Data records

——————

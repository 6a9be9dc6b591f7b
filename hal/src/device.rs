//! # Device Collaborators
//!
//! Interfaces the pipeline consumes from the surrounding driver. Each trait
//! is small on purpose: the pipeline never needs to know how a statistics
//! surface is mapped or how semaphore memory is allocated.

use alloc::vec::Vec;

use crate::error::Result;
use crate::types::{CommandBufferHandle, SemaphoreHandle};

// =============================================================================
// STATISTICS BUFFER
// =============================================================================

/// Read-only view of a locked statistics surface
///
/// A null view models a lock that returned no mapping.
#[derive(Debug, Clone, Copy, PartialEq, Eq)]
pub struct StatisticsBuffer<'a> {
    bytes: Option<&'a [u8]>,
}

impl<'a> StatisticsBuffer<'a> {
    /// View over mapped bytes
    pub const fn new(bytes: &'a [u8]) -> Self {
        Self { bytes: Some(bytes) }
    }

    /// View with no mapping behind it
    pub const fn null() -> Self {
        Self { bytes: None }
    }

    /// Mapped bytes, if any
    pub const fn bytes(&self) -> Option<&'a [u8]> {
        self.bytes
    }

    /// Check for a missing mapping
    pub const fn is_null(&self) -> bool {
        self.bytes.is_none()
    }
}

/// Access to the hardware-written statistics surface
pub trait StatisticsSource {
    /// Lock the surface for CPU reads
    fn lock_statistics(&mut self) -> Result<StatisticsBuffer<'_>>;

    /// Release the lock taken by [`StatisticsSource::lock_statistics`]
    fn unlock_statistics(&mut self) -> Result<()>;
}

// =============================================================================
// DEVICE INFO
// =============================================================================

bitflags::bitflags! {
    /// Registry-forced engine selection
    #[derive(Debug, Clone, Copy, PartialEq, Eq, Hash)]
    pub struct EngineMask: u32 {
        /// First video-enhancement engine
        const VEBOX1 = 1 << 0;
        /// Second video-enhancement engine
        const VEBOX2 = 1 << 1;
        /// Third video-enhancement engine
        const VEBOX3 = 1 << 2;
        /// Fourth video-enhancement engine
        const VEBOX4 = 1 << 3;
    }
}

impl EngineMask {
    /// Number of engines selected
    pub const fn engine_count(self) -> u32 {
        self.bits().count_ones()
    }
}

/// Static and registry-level device properties
pub trait DeviceInfo {
    /// Whether the device can split a frame across engines at all
    fn scalability_supported(&self) -> bool;

    /// Number of enabled video-enhancement engines
    fn enabled_engine_count(&self) -> u32;

    /// Registry-forced engine mask; empty when nothing is forced
    fn forced_engine_mask(&self) -> EngineMask {
        EngineMask::empty()
    }

    /// Registry override that forces scalable mode regardless of size
    fn scalability_forced(&self) -> bool {
        false
    }
}

// =============================================================================
// ENGINE RESOURCES
// =============================================================================

/// Resources backing a batch of engine slots
#[derive(Debug, Clone, Default, PartialEq, Eq)]
pub struct EngineAllocation {
    /// One batch buffer per engine
    pub command_buffers: Vec<CommandBufferHandle>,
    /// One zero-initialized entry-barrier dword per engine
    pub entry_semaphores: Vec<SemaphoreHandle>,
    /// One zero-initialized exit-barrier dword per engine
    pub exit_semaphores: Vec<SemaphoreHandle>,
}

impl EngineAllocation {
    /// Number of complete engine slots in this allocation
    pub fn len(&self) -> usize {
        self.command_buffers
            .len()
            .min(self.entry_semaphores.len())
            .min(self.exit_semaphores.len())
    }

    /// Check for an empty allocation
    pub fn is_empty(&self) -> bool {
        self.len() == 0
    }
}

/// Allocation of per-engine batch buffers and semaphore memory
pub trait EngineResources {
    /// Allocate resources for `count` more engine slots
    ///
    /// Semaphore memory must be zeroed before it is returned.
    fn allocate_engine_resources(&mut self, count: u32) -> Result<EngineAllocation>;

    /// Free every engine resource handed out so far
    fn free_engine_resources(&mut self) -> Result<()>;
}
#[cfg(test)]
mod tests {
    use super::*;
    use vebox_hal::{EngineAllocation, NullSubmitter, SemaphoreHandle};

    #[derive(Default)]
    struct Allocator {
        next: u64,
        calls: Vec<u32>,
        freed: u32,
    }

    impl EngineResources for Allocator {
        fn allocate_engine_resources(&mut self, count: u32) -> Result<EngineAllocation> {
            self.calls.push(count);
            let mut a = EngineAllocation::default();
            for _ in 0..count {
                self.next += 3;
                a.command_buffers.push(CommandBufferHandle::new(self.next));
                a.entry_semaphores.push(SemaphoreHandle::new(self.next + 1));
                a.exit_semaphores.push(SemaphoreHandle::new(self.next + 2));
            }
            Ok(a)
        }

        fn free_engine_resources(&mut self) -> Result<()> {
            self.freed += 1;
            Ok(())
        }
    }

    fn state(engine: u32, _: &SchedulingDecision, cb: &mut CommandBuffer) -> Result<()> {
        cb.push(MiCommand::HardwareState { engine, dwords: 32 })
    }

    fn coordinator(policy: SubmissionPolicy) -> SubmissionCoordinator {
        SubmissionCoordinator::new(HardwareProfile::gen12(), policy, CommandBufferHandle::new(0xF00))
    }

    const TARGET: Dimensions = Dimensions::new(4096, 2304);

    #[test]
    fn test_group_grows_lazily_and_never_shrinks() {
        let mut res = Allocator::default();
        let mut g = EngineGroup::new();
        g.ensure_capacity(2, &mut res).unwrap();
        g.ensure_capacity(1, &mut res).unwrap();
        g.ensure_capacity(4, &mut res).unwrap();
        g.ensure_capacity(3, &mut res).unwrap();

        assert_eq!(res.calls, [2, 2]);
        assert_eq!(g.len(), 4);
        let indices: Vec<u32> = g.slots().iter().map(|s| s.index).collect();
        assert_eq!(indices, [0, 1, 2, 3]);

        g.release(&mut res).unwrap();
        assert!(g.is_empty());
        assert_eq!(res.freed, 1);
        // nothing left to free
        g.release(&mut res).unwrap();
        assert_eq!(res.freed, 1);
    }

    #[test]
    fn test_short_allocation_rejected() {
        struct Stingy;
        impl EngineResources for Stingy {
            fn allocate_engine_resources(&mut self, _: u32) -> Result<EngineAllocation> {
                Ok(EngineAllocation::default())
            }
            fn free_engine_resources(&mut self) -> Result<()> {
                Ok(())
            }
        }
        let mut g = EngineGroup::new();
        assert_eq!(g.ensure_capacity(2, &mut Stingy), Err(Error::ResourceAllocation));
        assert!(g.is_empty());
    }

    #[test]
    fn test_phased_tags() {
        let mut res = Allocator::default();
        let sub = NullSubmitter::new();
        let mut c = coordinator(SubmissionPolicy::Phased);
        let d = SchedulingDecision::scalable(3);
        c.prepare(&d, &mut res).unwrap();
        c.run(&d, TARGET, &mut state, &sub).unwrap();

        let subs = sub.submissions();
        assert_eq!(subs.len(), 3);
        assert!(subs.iter().all(|s| s.policy == SubmissionPolicy::Phased && s.buffers.len() == 1));
        let tags: Vec<SubmissionType> = sub.submitted_buffers().iter().map(|b| b.submission_type()).collect();
        assert_eq!(
            tags,
            [
                SubmissionType::MULTI_PIPE_MASTER,
                SubmissionType::MULTI_PIPE_SLAVE,
                SubmissionType::MULTI_PIPE_SLAVE | SubmissionType::LAST_PIPE,
            ]
        );
        assert_eq!(c.stage(), FrameStage::Completed);
    }

    #[test]
    fn test_parallel_submission_submits_once() {
        let mut res = Allocator::default();
        let sub = NullSubmitter::new();
        let mut c = coordinator(SubmissionPolicy::Phased).with_parallel_submission(true);
        let d = SchedulingDecision::scalable(2);
        c.prepare(&d, &mut res).unwrap();
        let buffers = c.run(&d, TARGET, &mut state, &sub).unwrap();

        assert_eq!(sub.returned().len(), 2);
        assert_eq!(sub.call_count(), 1);
        let submitted = sub.submitted_buffers();
        assert_eq!(submitted.len(), 1);
        assert!(submitted[0].submission_type().contains(SubmissionType::LAST_PIPE));
        assert_eq!(submitted[0], buffers[1]);
    }

    #[test]
    fn test_synchronous_submits_group() {
        let mut res = Allocator::default();
        let sub = NullSubmitter::new();
        let mut c = coordinator(SubmissionPolicy::Synchronous);
        let d = SchedulingDecision::scalable(2);
        c.prepare(&d, &mut res).unwrap();
        let buffers = c.run(&d, TARGET, &mut state, &sub).unwrap();

        let subs = sub.submissions();
        assert_eq!(subs.len(), 1);
        assert_eq!(subs[0].policy, SubmissionPolicy::Synchronous);
        assert_eq!(subs[0].buffers, buffers);
        assert!(buffers.iter().all(|b| b.is_terminated()));
    }

    #[test]
    fn test_single_pipe_has_no_barrier() {
        let sub = NullSubmitter::new();
        let mut c = coordinator(SubmissionPolicy::Phased);
        let buffers = c.run(&SchedulingDecision::SINGLE, TARGET, &mut state, &sub).unwrap();

        assert_eq!(buffers.len(), 1);
        let cb = &buffers[0];
        assert_eq!(cb.handle(), CommandBufferHandle::new(0xF00));
        assert_eq!(cb.submission_type(), SubmissionType::SINGLE_PIPE);
        assert!(cb.commands().iter().all(|cmd| cmd.semaphore().is_none()));
        assert!(!cb
            .commands()
            .iter()
            .any(|cmd| matches!(cmd, MiCommand::LoadRegisterImm { .. })));
        assert_eq!(sub.submissions()[0].policy, SubmissionPolicy::Synchronous);
    }

    #[test]
    fn test_unprepared_group_is_invalid_state() {
        let sub = NullSubmitter::new();
        let mut c = coordinator(SubmissionPolicy::Synchronous);
        assert_eq!(
            c.run(&SchedulingDecision::scalable(2), TARGET, &mut state, &sub),
            Err(Error::InvalidState)
        );
        assert_eq!(c.stage(), FrameStage::Failed);
        assert_eq!(sub.call_count(), 0);
    }

    #[test]
    fn test_submit_failure_marks_failed() {
        let mut res = Allocator::default();
        let sub = NullSubmitter::new();
        let mut c = coordinator(SubmissionPolicy::Synchronous);
        let d = SchedulingDecision::scalable(2);
        c.prepare(&d, &mut res).unwrap();
        sub.fail_next_submit();
        assert_eq!(c.run(&d, TARGET, &mut state, &sub), Err(Error::SubmissionFailed));
        assert_eq!(c.stage(), FrameStage::Failed);

        // the next frame goes through with a new sync tag
        let first = c.run(&d, TARGET, &mut state, &sub).unwrap();
        let second = c.run(&d, TARGET, &mut state, &sub).unwrap();
        let tag_of = |cb: &CommandBuffer| {
            cb.commands().iter().find_map(|c| match c {
                MiCommand::FlushDw { sync_tag: Some(t) } => Some(*t),
                _ => None,
            })
        };
        assert_ne!(tag_of(&first[0]), tag_of(&second[0]));
    }

    #[test]
    fn test_populator_error_aborts_before_submit() {
        let mut res = Allocator::default();
        let sub = NullSubmitter::new();
        let mut c = coordinator(SubmissionPolicy::Phased);
        let d = SchedulingDecision::scalable(2);
        c.prepare(&d, &mut res).unwrap();
        let mut failing = |engine: u32, _: &SchedulingDecision, _: &mut CommandBuffer| {
            if engine == 1 {
                Err(Error::InvalidParameter)
            } else {
                Ok(())
            }
        };
        assert_eq!(c.run(&d, TARGET, &mut failing, &sub), Err(Error::InvalidParameter));
        // engine 0 was already handed over
        assert_eq!(sub.submitted_buffers().len(), 1);
        assert_eq!(c.stage(), FrameStage::Failed);
    }
}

——————

Filter the records above and return every line that holds the word "StatisticsBuffer".

pub struct StatisticsBuffer<'a> {
impl<'a> StatisticsBuffer<'a> {
    fn lock_statistics(&mut self) -> Result<StatisticsBuffer<'_>>;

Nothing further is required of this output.